What you have to do:
Using the listing below, set down exactly the lines starting at the line that contains "pub fn as_str(self)" and ending at the line that contains "impl std::fmt::Display for", both included, and no others.

Records for this exercise:
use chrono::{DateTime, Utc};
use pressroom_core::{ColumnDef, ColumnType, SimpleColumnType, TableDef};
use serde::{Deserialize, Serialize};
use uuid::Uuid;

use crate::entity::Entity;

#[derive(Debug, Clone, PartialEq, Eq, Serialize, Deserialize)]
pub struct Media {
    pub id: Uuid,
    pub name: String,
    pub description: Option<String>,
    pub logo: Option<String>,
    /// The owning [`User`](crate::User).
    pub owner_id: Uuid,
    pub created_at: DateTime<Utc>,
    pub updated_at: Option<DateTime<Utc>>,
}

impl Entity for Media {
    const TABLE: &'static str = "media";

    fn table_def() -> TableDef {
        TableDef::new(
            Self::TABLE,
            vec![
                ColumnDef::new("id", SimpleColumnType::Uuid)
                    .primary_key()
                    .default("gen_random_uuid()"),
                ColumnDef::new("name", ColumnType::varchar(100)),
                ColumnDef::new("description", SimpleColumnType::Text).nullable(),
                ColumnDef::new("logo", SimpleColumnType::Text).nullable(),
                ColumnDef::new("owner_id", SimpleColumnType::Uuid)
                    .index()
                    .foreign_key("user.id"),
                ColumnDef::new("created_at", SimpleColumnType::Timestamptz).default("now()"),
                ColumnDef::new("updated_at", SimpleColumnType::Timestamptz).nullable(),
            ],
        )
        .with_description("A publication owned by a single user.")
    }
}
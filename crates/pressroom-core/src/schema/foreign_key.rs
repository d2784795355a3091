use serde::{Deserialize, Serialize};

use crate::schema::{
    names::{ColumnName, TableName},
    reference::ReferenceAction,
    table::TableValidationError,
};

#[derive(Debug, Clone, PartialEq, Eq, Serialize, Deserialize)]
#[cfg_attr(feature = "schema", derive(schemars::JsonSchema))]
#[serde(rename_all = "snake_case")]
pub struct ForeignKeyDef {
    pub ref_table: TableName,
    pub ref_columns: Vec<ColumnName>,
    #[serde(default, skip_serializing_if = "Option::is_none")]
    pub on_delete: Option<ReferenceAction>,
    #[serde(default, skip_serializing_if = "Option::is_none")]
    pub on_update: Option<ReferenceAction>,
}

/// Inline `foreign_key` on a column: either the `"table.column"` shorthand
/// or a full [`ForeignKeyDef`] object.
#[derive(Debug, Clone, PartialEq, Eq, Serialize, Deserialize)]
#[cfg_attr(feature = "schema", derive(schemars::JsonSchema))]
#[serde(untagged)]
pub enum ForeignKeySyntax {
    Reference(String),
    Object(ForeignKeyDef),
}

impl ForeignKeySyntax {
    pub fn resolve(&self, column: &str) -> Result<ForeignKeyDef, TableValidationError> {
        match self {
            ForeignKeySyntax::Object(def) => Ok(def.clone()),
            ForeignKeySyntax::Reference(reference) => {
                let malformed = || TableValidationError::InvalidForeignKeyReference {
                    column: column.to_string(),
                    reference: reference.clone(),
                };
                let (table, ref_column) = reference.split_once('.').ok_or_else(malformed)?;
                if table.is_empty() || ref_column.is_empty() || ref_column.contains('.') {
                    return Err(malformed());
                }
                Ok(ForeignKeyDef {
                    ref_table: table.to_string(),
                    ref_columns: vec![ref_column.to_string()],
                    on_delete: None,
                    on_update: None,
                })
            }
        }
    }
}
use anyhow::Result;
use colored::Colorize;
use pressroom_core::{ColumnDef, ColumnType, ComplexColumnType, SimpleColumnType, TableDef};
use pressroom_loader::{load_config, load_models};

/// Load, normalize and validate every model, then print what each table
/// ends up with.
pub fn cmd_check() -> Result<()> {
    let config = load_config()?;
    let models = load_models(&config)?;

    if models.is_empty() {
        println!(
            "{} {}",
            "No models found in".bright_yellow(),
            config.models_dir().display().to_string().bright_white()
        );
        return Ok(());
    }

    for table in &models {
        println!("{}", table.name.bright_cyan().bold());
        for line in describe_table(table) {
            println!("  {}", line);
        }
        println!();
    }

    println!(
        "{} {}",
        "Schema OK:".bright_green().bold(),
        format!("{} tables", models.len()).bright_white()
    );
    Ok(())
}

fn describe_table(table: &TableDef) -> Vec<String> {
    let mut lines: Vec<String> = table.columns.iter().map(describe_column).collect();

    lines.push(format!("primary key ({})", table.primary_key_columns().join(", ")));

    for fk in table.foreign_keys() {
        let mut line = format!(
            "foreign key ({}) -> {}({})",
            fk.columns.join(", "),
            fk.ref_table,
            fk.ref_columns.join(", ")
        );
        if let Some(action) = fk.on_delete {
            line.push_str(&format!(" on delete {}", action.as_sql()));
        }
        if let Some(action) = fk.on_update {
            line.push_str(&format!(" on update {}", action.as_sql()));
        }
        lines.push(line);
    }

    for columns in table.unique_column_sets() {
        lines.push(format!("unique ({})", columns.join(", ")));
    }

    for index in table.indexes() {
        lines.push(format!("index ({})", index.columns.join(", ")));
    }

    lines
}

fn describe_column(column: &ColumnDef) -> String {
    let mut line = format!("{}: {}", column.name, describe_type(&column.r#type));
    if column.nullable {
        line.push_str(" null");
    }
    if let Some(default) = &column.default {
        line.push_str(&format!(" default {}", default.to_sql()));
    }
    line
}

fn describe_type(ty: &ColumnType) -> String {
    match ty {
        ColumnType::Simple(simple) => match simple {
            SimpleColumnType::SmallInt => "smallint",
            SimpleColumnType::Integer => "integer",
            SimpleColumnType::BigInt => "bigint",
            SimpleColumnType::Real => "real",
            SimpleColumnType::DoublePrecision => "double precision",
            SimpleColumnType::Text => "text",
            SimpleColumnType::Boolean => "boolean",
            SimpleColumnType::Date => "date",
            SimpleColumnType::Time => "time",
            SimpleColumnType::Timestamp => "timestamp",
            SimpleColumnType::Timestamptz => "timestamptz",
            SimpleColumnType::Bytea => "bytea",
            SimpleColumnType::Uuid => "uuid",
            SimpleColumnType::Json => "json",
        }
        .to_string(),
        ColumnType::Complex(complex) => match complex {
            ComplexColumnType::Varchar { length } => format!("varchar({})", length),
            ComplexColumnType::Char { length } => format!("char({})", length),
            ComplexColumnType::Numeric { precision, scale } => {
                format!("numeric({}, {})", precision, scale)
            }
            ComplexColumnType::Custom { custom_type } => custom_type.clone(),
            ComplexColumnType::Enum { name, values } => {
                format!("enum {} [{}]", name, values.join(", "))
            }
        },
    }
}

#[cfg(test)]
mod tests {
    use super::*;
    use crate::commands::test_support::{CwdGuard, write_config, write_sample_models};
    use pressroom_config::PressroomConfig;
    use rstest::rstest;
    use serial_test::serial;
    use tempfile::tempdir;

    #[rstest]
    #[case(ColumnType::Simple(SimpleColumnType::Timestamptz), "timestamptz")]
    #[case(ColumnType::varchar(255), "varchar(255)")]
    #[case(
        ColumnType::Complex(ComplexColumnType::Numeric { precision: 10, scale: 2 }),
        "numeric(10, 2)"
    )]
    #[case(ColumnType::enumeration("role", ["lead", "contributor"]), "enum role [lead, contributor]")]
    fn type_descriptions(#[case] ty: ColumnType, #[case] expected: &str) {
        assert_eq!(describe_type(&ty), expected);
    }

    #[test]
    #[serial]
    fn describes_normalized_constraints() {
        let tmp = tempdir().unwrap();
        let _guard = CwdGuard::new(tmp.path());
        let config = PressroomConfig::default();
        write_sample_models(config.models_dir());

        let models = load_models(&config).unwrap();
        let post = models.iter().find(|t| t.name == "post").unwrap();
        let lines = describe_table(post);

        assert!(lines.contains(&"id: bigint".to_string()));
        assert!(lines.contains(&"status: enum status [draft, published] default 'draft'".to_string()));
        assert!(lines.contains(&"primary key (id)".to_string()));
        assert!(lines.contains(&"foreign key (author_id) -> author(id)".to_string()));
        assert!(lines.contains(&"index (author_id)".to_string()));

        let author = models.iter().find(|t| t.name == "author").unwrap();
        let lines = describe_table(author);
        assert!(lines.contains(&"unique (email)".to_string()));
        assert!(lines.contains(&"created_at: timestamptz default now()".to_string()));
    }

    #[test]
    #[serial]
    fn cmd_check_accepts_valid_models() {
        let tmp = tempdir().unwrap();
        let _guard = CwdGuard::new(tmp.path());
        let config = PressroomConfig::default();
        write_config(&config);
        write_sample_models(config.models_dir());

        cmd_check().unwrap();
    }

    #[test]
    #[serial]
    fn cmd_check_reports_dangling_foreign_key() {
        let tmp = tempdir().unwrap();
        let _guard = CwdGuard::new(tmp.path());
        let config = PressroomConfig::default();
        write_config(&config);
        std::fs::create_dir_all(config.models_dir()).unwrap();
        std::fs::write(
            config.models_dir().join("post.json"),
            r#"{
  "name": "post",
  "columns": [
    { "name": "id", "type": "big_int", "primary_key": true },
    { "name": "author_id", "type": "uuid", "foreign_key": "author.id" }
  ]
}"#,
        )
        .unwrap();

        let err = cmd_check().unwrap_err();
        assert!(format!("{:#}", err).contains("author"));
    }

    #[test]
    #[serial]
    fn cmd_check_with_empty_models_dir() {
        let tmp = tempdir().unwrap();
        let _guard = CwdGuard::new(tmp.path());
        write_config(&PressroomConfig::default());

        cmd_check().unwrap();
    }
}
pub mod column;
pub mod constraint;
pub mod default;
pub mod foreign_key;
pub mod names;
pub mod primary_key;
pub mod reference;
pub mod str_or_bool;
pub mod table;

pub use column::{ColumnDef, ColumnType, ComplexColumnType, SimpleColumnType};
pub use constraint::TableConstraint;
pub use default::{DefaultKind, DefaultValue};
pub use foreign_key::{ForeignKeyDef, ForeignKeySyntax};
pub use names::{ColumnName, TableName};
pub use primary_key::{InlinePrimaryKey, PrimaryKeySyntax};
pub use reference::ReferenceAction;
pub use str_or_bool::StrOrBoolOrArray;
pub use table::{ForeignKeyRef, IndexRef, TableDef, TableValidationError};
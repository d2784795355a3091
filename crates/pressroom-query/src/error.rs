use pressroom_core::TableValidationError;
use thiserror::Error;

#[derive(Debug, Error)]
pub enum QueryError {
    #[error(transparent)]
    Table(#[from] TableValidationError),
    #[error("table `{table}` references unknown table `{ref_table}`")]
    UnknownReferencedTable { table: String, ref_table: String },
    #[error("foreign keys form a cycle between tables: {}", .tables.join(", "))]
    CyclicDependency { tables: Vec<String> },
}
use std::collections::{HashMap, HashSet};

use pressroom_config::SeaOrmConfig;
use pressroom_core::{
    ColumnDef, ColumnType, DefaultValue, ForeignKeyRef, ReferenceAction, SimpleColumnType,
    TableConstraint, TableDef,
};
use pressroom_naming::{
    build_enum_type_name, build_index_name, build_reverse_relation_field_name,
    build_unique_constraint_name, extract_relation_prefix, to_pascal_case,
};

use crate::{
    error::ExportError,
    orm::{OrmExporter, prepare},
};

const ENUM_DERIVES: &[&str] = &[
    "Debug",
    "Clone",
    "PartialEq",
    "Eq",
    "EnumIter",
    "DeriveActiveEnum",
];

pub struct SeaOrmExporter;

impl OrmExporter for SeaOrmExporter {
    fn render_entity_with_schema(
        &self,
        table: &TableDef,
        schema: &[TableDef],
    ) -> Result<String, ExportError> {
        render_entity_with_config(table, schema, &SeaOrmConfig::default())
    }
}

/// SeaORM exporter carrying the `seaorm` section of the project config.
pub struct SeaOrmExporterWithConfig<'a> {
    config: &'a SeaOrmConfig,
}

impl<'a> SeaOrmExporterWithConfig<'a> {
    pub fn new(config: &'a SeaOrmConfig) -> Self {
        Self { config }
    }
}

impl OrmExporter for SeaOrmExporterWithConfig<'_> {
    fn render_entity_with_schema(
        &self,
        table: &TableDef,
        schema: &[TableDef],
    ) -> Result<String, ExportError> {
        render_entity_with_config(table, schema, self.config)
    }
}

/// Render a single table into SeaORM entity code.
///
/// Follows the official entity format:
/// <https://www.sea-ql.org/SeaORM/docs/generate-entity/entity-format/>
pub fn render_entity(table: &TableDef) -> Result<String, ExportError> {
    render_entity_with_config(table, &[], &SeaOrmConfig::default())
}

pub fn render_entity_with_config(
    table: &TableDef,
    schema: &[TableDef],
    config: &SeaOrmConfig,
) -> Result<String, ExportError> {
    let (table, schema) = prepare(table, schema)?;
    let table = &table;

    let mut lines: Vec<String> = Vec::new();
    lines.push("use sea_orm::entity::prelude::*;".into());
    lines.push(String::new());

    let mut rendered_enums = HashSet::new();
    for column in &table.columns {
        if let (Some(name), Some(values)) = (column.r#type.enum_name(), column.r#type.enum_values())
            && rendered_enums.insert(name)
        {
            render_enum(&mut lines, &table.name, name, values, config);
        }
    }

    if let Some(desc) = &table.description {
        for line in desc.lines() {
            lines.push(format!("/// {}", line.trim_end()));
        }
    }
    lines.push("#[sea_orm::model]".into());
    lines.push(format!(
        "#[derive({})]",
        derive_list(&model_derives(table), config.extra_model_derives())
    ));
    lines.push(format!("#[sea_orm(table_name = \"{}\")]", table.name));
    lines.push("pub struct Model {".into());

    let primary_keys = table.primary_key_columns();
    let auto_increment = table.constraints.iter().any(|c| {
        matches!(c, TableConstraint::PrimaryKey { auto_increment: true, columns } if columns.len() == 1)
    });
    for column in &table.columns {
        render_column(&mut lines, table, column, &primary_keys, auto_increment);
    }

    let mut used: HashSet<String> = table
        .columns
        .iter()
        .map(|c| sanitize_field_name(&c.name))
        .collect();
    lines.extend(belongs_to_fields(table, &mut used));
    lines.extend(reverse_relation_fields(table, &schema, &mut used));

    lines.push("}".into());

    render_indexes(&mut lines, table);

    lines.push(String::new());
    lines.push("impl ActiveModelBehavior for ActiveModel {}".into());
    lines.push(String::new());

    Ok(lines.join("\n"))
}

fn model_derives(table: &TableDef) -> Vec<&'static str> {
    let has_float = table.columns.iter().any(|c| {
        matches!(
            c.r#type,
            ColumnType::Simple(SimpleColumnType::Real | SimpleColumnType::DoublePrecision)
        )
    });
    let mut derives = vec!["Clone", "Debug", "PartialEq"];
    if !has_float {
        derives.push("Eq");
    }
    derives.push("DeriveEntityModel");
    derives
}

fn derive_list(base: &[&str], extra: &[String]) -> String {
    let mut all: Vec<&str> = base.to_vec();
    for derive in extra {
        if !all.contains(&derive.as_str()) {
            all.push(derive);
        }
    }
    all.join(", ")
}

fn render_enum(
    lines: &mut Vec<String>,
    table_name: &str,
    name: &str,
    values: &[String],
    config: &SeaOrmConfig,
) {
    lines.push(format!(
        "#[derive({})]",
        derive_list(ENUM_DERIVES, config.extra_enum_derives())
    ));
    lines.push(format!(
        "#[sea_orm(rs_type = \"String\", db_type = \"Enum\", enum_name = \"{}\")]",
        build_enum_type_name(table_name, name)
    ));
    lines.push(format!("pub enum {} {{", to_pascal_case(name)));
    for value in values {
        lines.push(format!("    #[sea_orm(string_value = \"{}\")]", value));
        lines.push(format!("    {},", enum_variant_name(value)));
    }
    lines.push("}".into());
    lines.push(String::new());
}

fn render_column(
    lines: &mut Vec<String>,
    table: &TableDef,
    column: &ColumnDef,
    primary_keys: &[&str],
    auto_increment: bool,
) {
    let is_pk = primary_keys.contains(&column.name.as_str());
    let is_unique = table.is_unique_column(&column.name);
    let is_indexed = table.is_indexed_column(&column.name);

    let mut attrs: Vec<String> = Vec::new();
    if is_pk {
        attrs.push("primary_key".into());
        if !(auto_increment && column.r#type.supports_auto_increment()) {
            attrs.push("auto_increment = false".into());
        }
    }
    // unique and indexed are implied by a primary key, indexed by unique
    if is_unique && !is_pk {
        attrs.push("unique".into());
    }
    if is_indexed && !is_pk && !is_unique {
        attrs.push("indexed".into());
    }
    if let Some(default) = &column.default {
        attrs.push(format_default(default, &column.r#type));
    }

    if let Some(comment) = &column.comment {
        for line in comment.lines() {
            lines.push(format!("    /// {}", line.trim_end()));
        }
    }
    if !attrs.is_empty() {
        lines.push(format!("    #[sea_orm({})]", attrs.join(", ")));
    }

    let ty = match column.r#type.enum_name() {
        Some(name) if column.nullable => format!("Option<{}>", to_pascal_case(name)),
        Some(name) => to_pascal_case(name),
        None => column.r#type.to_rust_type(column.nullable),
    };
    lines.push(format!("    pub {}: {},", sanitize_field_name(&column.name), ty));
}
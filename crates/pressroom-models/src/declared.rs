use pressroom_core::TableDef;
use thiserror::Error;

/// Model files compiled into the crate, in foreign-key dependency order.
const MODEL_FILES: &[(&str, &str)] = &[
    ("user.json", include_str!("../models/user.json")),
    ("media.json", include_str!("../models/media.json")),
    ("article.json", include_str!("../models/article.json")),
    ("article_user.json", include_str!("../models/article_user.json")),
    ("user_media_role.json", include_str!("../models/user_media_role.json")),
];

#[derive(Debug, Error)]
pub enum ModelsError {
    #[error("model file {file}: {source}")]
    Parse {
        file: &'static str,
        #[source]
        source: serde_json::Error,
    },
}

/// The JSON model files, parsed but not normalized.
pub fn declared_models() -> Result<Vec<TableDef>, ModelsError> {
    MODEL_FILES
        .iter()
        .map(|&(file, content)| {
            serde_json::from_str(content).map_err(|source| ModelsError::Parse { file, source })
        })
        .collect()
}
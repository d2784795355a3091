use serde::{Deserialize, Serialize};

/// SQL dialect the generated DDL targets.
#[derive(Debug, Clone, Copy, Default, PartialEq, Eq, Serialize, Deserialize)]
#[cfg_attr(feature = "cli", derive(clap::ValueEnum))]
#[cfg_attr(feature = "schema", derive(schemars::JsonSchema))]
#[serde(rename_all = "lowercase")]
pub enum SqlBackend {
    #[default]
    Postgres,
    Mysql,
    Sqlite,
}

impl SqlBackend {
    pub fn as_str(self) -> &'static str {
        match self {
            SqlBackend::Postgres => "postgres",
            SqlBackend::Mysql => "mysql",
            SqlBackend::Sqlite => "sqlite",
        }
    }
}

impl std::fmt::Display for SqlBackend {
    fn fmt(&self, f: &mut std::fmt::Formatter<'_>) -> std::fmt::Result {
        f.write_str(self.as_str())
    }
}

Answer:
    pub fn as_str(self) -> &'static str {
        match self {
            SqlBackend::Postgres => "postgres",
            SqlBackend::Mysql => "mysql",
            SqlBackend::Sqlite => "sqlite",
        }
    }
}

impl std::fmt::Display for SqlBackend {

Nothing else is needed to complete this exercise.